It was a wearisome and distressing business, and it is needless to say that I took no pleasure in it. I was animated by no sense of triumph, and was only upheld by my stern determination not to be turned from my purpose. Finally, Maxwell adopted other tactics. "The income you offer my poor sister," he wrote, "is utterly inadequate for her support. Through your misconduct she is now in such a deplorable state of health that the utmost care is needed. Make it five hundred pounds a year, and a public exposure of your brutality will be avoided. Within a few days of your marriage Barbara discovered that you had a mistress, and as a man of the world I know that there has been all through another woman in the case. It will be worth your while to make it five hundred pounds. I am not at the end of my resources, and if you refuse to act in a sensible way I will make it warm for you. You shall not have a moment's peace."

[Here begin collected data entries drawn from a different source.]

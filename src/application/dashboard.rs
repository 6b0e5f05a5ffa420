//! The dashboard service: cached render-cycle data with a single failure
//! boundary.

use std::backtrace::Backtrace;
use std::sync::Arc;

use chrono::Duration;
use tracing::{error, info};

use super::cache::Memo;
use super::pipeline::{load_view, DashboardView};
use crate::domain::aggregate::DetailReducers;
use crate::error::{Error, Result};
use crate::port::outbound::source::CrmSource;

/// Serves [`DashboardView`]s to the presentation layer.
///
/// Results are memoized until the TTL lapses or [`Dashboard::refresh`] is
/// called. Failed loads are never cached.
pub struct Dashboard {
    source: Arc<dyn CrmSource>,
    cache: Memo<DashboardView>,
    reducers: DetailReducers,
}

impl Dashboard {
    pub fn new(source: Arc<dyn CrmSource>, ttl: Option<Duration>) -> Self {
        Self {
            source,
            cache: Memo::new(ttl),
            reducers: DetailReducers::default(),
        }
    }

    /// Replace the per-column detail reducers.
    #[must_use]
    pub fn with_reducers(mut self, reducers: DetailReducers) -> Self {
        self.reducers = reducers;
        self
    }

    /// Cached view or a fresh load, propagating any failure.
    pub fn try_load(&self) -> Result<Arc<DashboardView>> {
        self.cache
            .get_or_try_insert_with(|| load_view(self.source.as_ref(), &self.reducers))
    }

    /// Cached view or a fresh load.
    ///
    /// Any failure is logged with its cause chain and a backtrace and turned
    /// into `None` ("no data available").
    pub fn load(&self) -> Option<Arc<DashboardView>> {
        match self.try_load() {
            Ok(view) => {
                info!(
                    total_leads = view.snapshot.total_leads,
                    won_leads = view.snapshot.won_leads,
                    report_rows = view.report.len(),
                    "Dashboard data ready"
                );
                Some(view)
            }
            Err(e) => {
                log_failure(&e);
                None
            }
        }
    }

    /// Drop cached data so the next load re-runs every query.
    pub fn refresh(&self) {
        self.cache.invalidate();
        info!("Dashboard cache invalidated");
    }

    /// The cached view, if one is present and fresh.
    #[must_use]
    pub fn cached(&self) -> Option<Arc<DashboardView>> {
        self.cache.get()
    }

    #[must_use]
    pub fn source(&self) -> &Arc<dyn CrmSource> {
        &self.source
    }
}

fn log_failure(err: &Error) {
    let mut causes = Vec::new();
    let mut next = std::error::Error::source(err);
    while let Some(cause) = next {
        causes.push(cause.to_string());
        next = cause.source();
    }

    error!(
        error = %err,
        cause = %causes.join(": "),
        connectivity = err.is_connectivity(),
        backtrace = %Backtrace::force_capture(),
        "Failed to load dashboard data"
    );
}
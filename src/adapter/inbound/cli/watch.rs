//! Handler for `watch`: an interactive refresh loop.

use std::path::PathBuf;
use std::process::ExitCode;

use dialoguer::{theme::ColorfulTheme, Input, Select};

use super::export::{report_written, write_export};
use super::show::{load_view, open_dashboard};
use super::{output, render};
use crate::adapter::outbound::export::ExportFormat;
use crate::config::Config;
use crate::error::{ConfigError, Result};

/// Actions offered after each render.
#[derive(Debug, Clone, Copy, PartialEq, Eq)]
enum Action {
    Redraw,
    Refresh,
    Export,
    Quit,
}

impl Action {
    const ALL: [Action; 4] = [Action::Redraw, Action::Refresh, Action::Export, Action::Quit];

    const fn label(self) -> &'static str {
        match self {
            Self::Redraw => "Redraw",
            Self::Refresh => "Refresh data",
            Self::Export => "Export report",
            Self::Quit => "Quit",
        }
    }
}

/// Execute `watch`.
///
/// Cached data is reused across redraws until the TTL lapses or the user
/// asks for a refresh. A failed load offers the same menu so the user can
/// retry.
pub fn execute(config: &Config) -> Result<ExitCode> {
    if output::is_json() {
        return Err(ConfigError::InvalidValue {
            field: "json",
            reason: "`crm-dashboard watch` is interactive; use `show --json` instead".into(),
        }
        .into());
    }

    let dashboard = open_dashboard(config)?;
    let theme = ColorfulTheme::default();
    let labels: Vec<&str> = Action::ALL.iter().map(|action| action.label()).collect();

    loop {
        let view = load_view(&dashboard);
        if let Some(view) = &view {
            output::header(env!("CARGO_PKG_VERSION"));
            render::render_view(view, &config.dashboard);
            output::note(&format!(
                "generated at {}",
                view.snapshot.generated_at.format("%Y-%m-%d %H:%M:%S UTC")
            ));
        }
        println!();

        let choice = Select::with_theme(&theme)
            .with_prompt("Action")
            .items(&labels)
            .default(0)
            .interact()?;

        match Action::ALL[choice] {
            Action::Redraw => {}
            Action::Refresh => dashboard.refresh(),
            Action::Export => {
                let Some(view) = view else {
                    output::warning("Nothing to export until data loads");
                    continue;
                };
                let path: String = Input::with_theme(&theme)
                    .with_prompt("Save report as")
                    .default(ExportFormat::Xlsx.default_file_name())
                    .interact_text()?;
                let path = PathBuf::from(path);
                let format: ExportFormat = path
                    .extension()
                    .and_then(|ext| ext.to_str())
                    .and_then(|ext| ext.parse().ok())
                    .unwrap_or_default();

                match write_export(&view, &config.dashboard, format, &path) {
                    Ok(artifact) => report_written(&path, &artifact),
                    Err(e) => output::error(&format!("Export failed: {e}")),
                }
            }
            Action::Quit => return Ok(ExitCode::SUCCESS),
        }
    }
}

Finally, after the lapse of several weeks, the distressing affair was brought to a conclusion. The house was sold, and Barbara removed from it, taking with her the whole of the furniture, to which, for the sake of peace, I offered no objection. The worry and anxiety had affected my health. Living alone, with no friend to cheer me, I should have felt myself a complete outcast from the world had in not been for the regular correspondence I kept up with Ellen. Her letters were my only comfort, and I may truly say that they preserved the balance of my mind. Confident as I was in the justice of my cause it may have been that, but for the consolation I drew from them, I should have again given way to despair. The natural reserve which distinguished her letters when she first began to write to me had melted away, and she wrote now as to a friend of long standing.

It was at this period that I received a letter from her mother. She said that her daughter did not know she was communicating with me, and that her letter was posted by a servant in the farmhouse. There was something on her mind which she wished to impart to me, and she had also an earnest desire to see the friend to whom they were so deeply indebted. If my engagements in London would permit of it she would esteem it an honor to shake hands with their dearest friend and confide to him a secret which was oppressing her.

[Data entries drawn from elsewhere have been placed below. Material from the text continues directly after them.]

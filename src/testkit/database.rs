//! A throwaway SQLite database carrying the minimal CRM schema.

use std::path::Path;
use std::sync::atomic::{AtomicU64, Ordering};

use diesel::prelude::*;
use diesel::sql_types::{BigInt, Double, Nullable, Text};

const SCHEMA: [&str; 4] = [
    "CREATE TABLE crm_stage (id INTEGER PRIMARY KEY, name TEXT NOT NULL)",
    "CREATE TABLE res_users (id INTEGER PRIMARY KEY, login TEXT NOT NULL)",
    "CREATE TABLE crm_lead (
        id INTEGER PRIMARY KEY,
        name TEXT,
        user_id INTEGER REFERENCES res_users (id),
        stage_id INTEGER REFERENCES crm_stage (id)
    )",
    "CREATE TABLE sale_order (
        id INTEGER PRIMARY KEY,
        opportunity_id INTEGER REFERENCES crm_lead (id),
        state TEXT NOT NULL,
        amount_total REAL NOT NULL DEFAULT 0,
        date_order TEXT
    )",
];

/// A seeded CRM database.
///
/// In-memory fixtures use a shared-cache URL and stay alive as long as the
/// fixture does, since the fixture holds its own connection open.
pub struct CrmFixture {
    url: String,
    conn: SqliteConnection,
}

impl CrmFixture {
    /// A fresh shared-cache in-memory database.
    #[must_use]
    pub fn in_memory() -> Self {
        static COUNTER: AtomicU64 = AtomicU64::new(0);
        let id = COUNTER.fetch_add(1, Ordering::SeqCst);
        let url = format!(
            "file:crm_fixture_{}_{id}?mode=memory&cache=shared",
            std::process::id()
        );
        Self::open(url)
    }

    /// A database file at `path`, created with the schema.
    #[must_use]
    pub fn file(path: &Path) -> Self {
        Self::open(path.display().to_string())
    }

    fn open(url: String) -> Self {
        let mut conn =
            SqliteConnection::establish(&url).expect("fixture database should open");
        for statement in SCHEMA {
            diesel::sql_query(statement)
                .execute(&mut conn)
                .expect("fixture schema should apply");
        }
        Self { url, conn }
    }

    /// URL that reaches this database from a new connection.
    #[must_use]
    pub fn url(&self) -> &str {
        &self.url
    }

    pub fn stage(&mut self, id: i64, name: &str) -> &mut Self {
        diesel::sql_query("INSERT INTO crm_stage (id, name) VALUES (?, ?)")
            .bind::<BigInt, _>(id)
            .bind::<Text, _>(name)
            .execute(&mut self.conn)
            .expect("stage insert");
        self
    }

    pub fn user(&mut self, id: i64, login: &str) -> &mut Self {
        diesel::sql_query("INSERT INTO res_users (id, login) VALUES (?, ?)")
            .bind::<BigInt, _>(id)
            .bind::<Text, _>(login)
            .execute(&mut self.conn)
            .expect("user insert");
        self
    }

    pub fn lead(
        &mut self,
        id: i64,
        name: Option<&str>,
        user_id: Option<i64>,
        stage_id: Option<i64>,
    ) -> &mut Self {
        diesel::sql_query("INSERT INTO crm_lead (id, name, user_id, stage_id) VALUES (?, ?, ?, ?)")
            .bind::<BigInt, _>(id)
            .bind::<Nullable<Text>, _>(name)
            .bind::<Nullable<BigInt>, _>(user_id)
            .bind::<Nullable<BigInt>, _>(stage_id)
            .execute(&mut self.conn)
            .expect("lead insert");
        self
    }

    /// Insert a sale order. `date_order` is `YYYY-MM-DD HH:MM:SS`.
    pub fn order(
        &mut self,
        id: i64,
        opportunity_id: Option<i64>,
        state: &str,
        amount_total: f64,
        date_order: Option<&str>,
    ) -> &mut Self {
        diesel::sql_query(
            "INSERT INTO sale_order (id, opportunity_id, state, amount_total, date_order) \
             VALUES (?, ?, ?, ?, ?)",
        )
        .bind::<BigInt, _>(id)
        .bind::<Nullable<BigInt>, _>(opportunity_id)
        .bind::<Text, _>(state)
        .bind::<Double, _>(amount_total)
        .bind::<Nullable<Text>, _>(date_order)
        .execute(&mut self.conn)
        .expect("order insert");
        self
    }

    /// A small pipeline: five leads, two won, three confirmed orders on two
    /// leads plus one draft order and one order with no lead.
    pub fn seed_sample(&mut self) -> &mut Self {
        self.stage(1, "New")
            .stage(2, "Qualified")
            .stage(3, "Won")
            .user(1, "alice")
            .user(2, "bob")
            .lead(1, Some("Acme"), Some(1), Some(3))
            .lead(2, Some("Globex"), Some(2), Some(3))
            .lead(3, Some("Initech"), Some(1), Some(2))
            .lead(4, Some("Umbrella"), None, Some(1))
            .lead(5, None, Some(2), None)
            .order(1, Some(1), "sale", 100.0, Some("2024-01-15 09:30:00"))
            .order(2, Some(1), "sale", 50.0, Some("2024-02-03 14:00:00"))
            .order(3, Some(2), "sale", 200.0, Some("2024-02-20 11:15:00"))
            .order(4, Some(3), "draft", 75.0, Some("2024-03-01 08:00:00"))
            .order(5, None, "sale", 30.0, Some("2024-03-05 16:45:00"))
    }
}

The request came opportunely. The good doctor had spoken of my changed appearance, and had advised me to go into the country for a rest.

"Would Swanage suit me?" I asked.

"I prescribe Swanage," he replied, smiling.

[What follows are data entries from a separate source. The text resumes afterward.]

//! Backend-agnostic domain logic: row types, aggregation rules, and the
//! dashboard snapshot.

pub mod aggregate;
pub mod money;
pub mod record;
pub mod report;
pub mod snapshot;

pub use money::Amount;
pub use record::{DetailReportRow, LeadId, MonthlyRevenue, PipelineStageCount, RevenueRecord};
pub use report::{CellValue, DetailReport, ReportColumn};
pub use snapshot::{DashboardSnapshot, SnapshotInputs};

He knew me only as John Fletcher, and had no suspicion that I was a married man.


[CHAPTER XX.]

I now approach a period in my life which, in comparison with what I have already related, shines like a garden in an arid desert—a fair garden blooming with the flowers of peace and happiness. It is not easy to say when I began to love Ellen, and she has confessed that she does not know when she began to love me. Chance, or fate, led us to each other, and has led us to the end, which is very near. Much of the past I would undo were it in my power, but, although a miracle would be needed to free me from the peril in which I stand, I would not undo that part of it which Ellen and I shared together despite the fact that it may be said to have created the mystery in which I am entangled. I have read somewhere how a withered rose may be restored to freshness and sweetness. So was it with my life in the hour that Ellen and I first met.